### STORED DATA
....
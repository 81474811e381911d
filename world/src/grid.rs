use gremlins_core::{
    CellCoord, Event, PowerupKind, Strength, TileKind, TileSnapshot, BRICK_DECAY_STAGES,
    DECAY_FRAMES_PER_STAGE,
};

use crate::powerup::{Powerup, PowerupTransition};

const DECAY_FRAMES: u32 = BRICK_DECAY_STAGES * DECAY_FRAMES_PER_STAGE;

#[derive(Clone, Debug, PartialEq, Eq)]
enum TileBody {
    Stone,
    Brick { decay: Option<u32> },
    Exit,
    Powerup(Powerup),
}

/// Single tile occupying a grid cell.
#[derive(Clone, Debug, PartialEq, Eq)]
pub struct Tile {
    cell: CellCoord,
    body: TileBody,
}

impl Tile {
    /// Creates an indestructible wall.
    #[must_use]
    pub const fn stone(cell: CellCoord) -> Self {
        Self {
            cell,
            body: TileBody::Stone,
        }
    }

    /// Creates an intact breakable wall.
    #[must_use]
    pub const fn brick(cell: CellCoord) -> Self {
        Self {
            cell,
            body: TileBody::Brick { decay: None },
        }
    }

    /// Creates an exit door.
    #[must_use]
    pub const fn exit(cell: CellCoord) -> Self {
        Self {
            cell,
            body: TileBody::Exit,
        }
    }

    /// Creates a powerup tile of the provided kind.
    #[must_use]
    pub fn powerup(cell: CellCoord, kind: PowerupKind) -> Self {
        Self {
            cell,
            body: TileBody::Powerup(Powerup::new(kind)),
        }
    }

    /// Cell occupied by the tile.
    #[must_use]
    pub const fn cell(&self) -> CellCoord {
        self.cell
    }

    /// Category of the tile.
    #[must_use]
    pub const fn kind(&self) -> TileKind {
        match self.body {
            TileBody::Stone => TileKind::StoneWall,
            TileBody::Brick { .. } => TileKind::BrickWall,
            TileBody::Exit => TileKind::Exit,
            TileBody::Powerup(_) => TileKind::Powerup,
        }
    }

    /// Strength used for movement validation and projectile impact.
    #[must_use]
    pub const fn strength(&self) -> Strength {
        self.kind().strength()
    }

    /// Reports whether the tile was destroyed and is decaying.
    #[must_use]
    pub const fn is_decaying(&self) -> bool {
        matches!(self.body, TileBody::Brick { decay: Some(_) })
    }

    /// Visible decay stage, zero while intact.
    #[must_use]
    pub const fn decay_stage(&self) -> u32 {
        match self.body {
            TileBody::Brick {
                decay: Some(elapsed),
            } if elapsed > 0 => (elapsed - 1) / DECAY_FRAMES_PER_STAGE + 1,
            _ => 0,
        }
    }

    /// Timer state of a powerup tile.
    #[must_use]
    pub const fn as_powerup(&self) -> Option<&Powerup> {
        match &self.body {
            TileBody::Powerup(powerup) => Some(powerup),
            _ => None,
        }
    }

    fn as_powerup_mut(&mut self) -> Option<&mut Powerup> {
        match &mut self.body {
            TileBody::Powerup(powerup) => Some(powerup),
            _ => None,
        }
    }

    /// Marks a breakable tile for decay; returns whether decay started now.
    pub fn destroy(&mut self) -> bool {
        match &mut self.body {
            TileBody::Brick { decay } if decay.is_none() => {
                *decay = Some(0);
                true
            }
            _ => false,
        }
    }

    /// Advances the decay counter; returns whether the tile must be evicted.
    pub fn tick_decay(&mut self) -> bool {
        match &mut self.body {
            TileBody::Brick {
                decay: Some(elapsed),
            } => {
                if *elapsed >= DECAY_FRAMES {
                    return true;
                }
                *elapsed += 1;
                false
            }
            _ => false,
        }
    }

    pub(crate) fn snapshot(&self) -> TileSnapshot {
        TileSnapshot {
            cell: self.cell,
            kind: self.kind(),
            decay_stage: self.decay_stage(),
            powerup: self.as_powerup().map(Powerup::snapshot),
        }
    }
}

/// Powerup timer change observed while ticking the grid.
#[derive(Clone, Copy, Debug, PartialEq, Eq)]
pub struct PowerupChange {
    /// Cell containing the powerup.
    pub cell: CellCoord,
    /// Type of the powerup.
    pub kind: PowerupKind,
    /// Transition the powerup went through.
    pub transition: PowerupTransition,
}

/// Dense arena of optional tiles owned by a level.
///
/// Entities refer to tiles purely by [`CellCoord`]; nothing outside the grid
/// holds a reference to a tile across ticks.
#[derive(Clone, Debug, PartialEq, Eq)]
pub struct Grid {
    columns: u32,
    rows: u32,
    cells: Vec<Option<Tile>>,
}

impl Grid {
    /// Creates an empty grid of the provided dimensions.
    #[must_use]
    pub fn new(columns: u32, rows: u32) -> Self {
        let capacity_u64 = u64::from(columns) * u64::from(rows);
        let capacity = usize::try_from(capacity_u64).unwrap_or(0);
        Self {
            columns,
            rows,
            cells: vec![None; capacity],
        }
    }

    /// Provides the dimensions of the grid as `(columns, rows)`.
    #[must_use]
    pub const fn dimensions(&self) -> (u32, u32) {
        (self.columns, self.rows)
    }

    /// Reports whether the cell lies inside the grid.
    #[must_use]
    pub fn contains(&self, cell: CellCoord) -> bool {
        self.index(cell).is_some()
    }

    /// Places a tile into its cell, replacing any previous occupant.
    pub fn place(&mut self, tile: Tile) {
        if let Some(index) = self.index(tile.cell) {
            self.cells[index] = Some(tile);
        }
    }

    /// Tile occupying the cell, if any.
    #[must_use]
    pub fn tile(&self, cell: CellCoord) -> Option<&Tile> {
        self.index(cell)
            .and_then(|index| self.cells.get(index))
            .and_then(Option::as_ref)
    }

    fn tile_mut(&mut self, cell: CellCoord) -> Option<&mut Tile> {
        let index = self.index(cell)?;
        self.cells.get_mut(index).and_then(Option::as_mut)
    }

    /// Strength of the cell; empty and out-of-bounds cells are passable.
    #[must_use]
    pub fn strength_at(&self, cell: CellCoord) -> Strength {
        self.tile(cell).map_or(Strength::Passable, Tile::strength)
    }

    /// Reports whether the cell lies inside the grid and holds no tile.
    #[must_use]
    pub fn is_empty(&self, cell: CellCoord) -> bool {
        self.index(cell)
            .is_some_and(|index| self.cells.get(index).is_some_and(Option::is_none))
    }

    /// Starts decay of the tile in the cell; returns whether decay started now.
    pub fn destroy(&mut self, cell: CellCoord) -> bool {
        self.tile_mut(cell).is_some_and(Tile::destroy)
    }

    /// Advances every decaying tile and evicts the fully decayed ones.
    pub fn tick_decay(&mut self, out_events: &mut Vec<Event>) {
        for slot in &mut self.cells {
            let Some(tile) = slot else {
                continue;
            };
            if tile.tick_decay() {
                let cell = tile.cell;
                *slot = None;
                out_events.push(Event::TileCleared { cell });
            }
        }
    }

    /// Timer state of the powerup in the cell, if any.
    #[must_use]
    pub fn powerup(&self, cell: CellCoord) -> Option<&Powerup> {
        self.tile(cell).and_then(Tile::as_powerup)
    }

    /// Mutable timer state of the powerup in the cell, if any.
    pub fn powerup_mut(&mut self, cell: CellCoord) -> Option<&mut Powerup> {
        self.tile_mut(cell).and_then(Tile::as_powerup_mut)
    }

    /// Advances the timers of every powerup, collecting the transitions.
    pub fn tick_powerups(&mut self, changes: &mut Vec<PowerupChange>) {
        for tile in self.cells.iter_mut().flatten() {
            let cell = tile.cell;
            if let Some(powerup) = tile.as_powerup_mut() {
                if let Some(transition) = powerup.tick() {
                    changes.push(PowerupChange {
                        cell,
                        kind: powerup.kind(),
                        transition,
                    });
                }
            }
        }
    }

    /// Iterator over every placed tile in row-major order.
    pub fn tiles(&self) -> impl Iterator<Item = &Tile> {
        self.cells.iter().flatten()
    }

    fn index(&self, cell: CellCoord) -> Option<usize> {
        if cell.column() < self.columns && cell.row() < self.rows {
            let row = usize::try_from(cell.row()).ok()?;
            let column = usize::try_from(cell.column()).ok()?;
            let width = usize::try_from(self.columns).ok()?;
            Some(row * width + column)
        } else {
            None
        }
    }
}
....
### WORK TASK
All lines from the listing above that include "elapsed" should be shown.

### SOLUTION
                decay: Some(elapsed),
            } if elapsed > 0 => (elapsed - 1) / DECAY_FRAMES_PER_STAGE + 1,
                decay: Some(elapsed),
                if *elapsed >= DECAY_FRAMES {
                *elapsed += 1;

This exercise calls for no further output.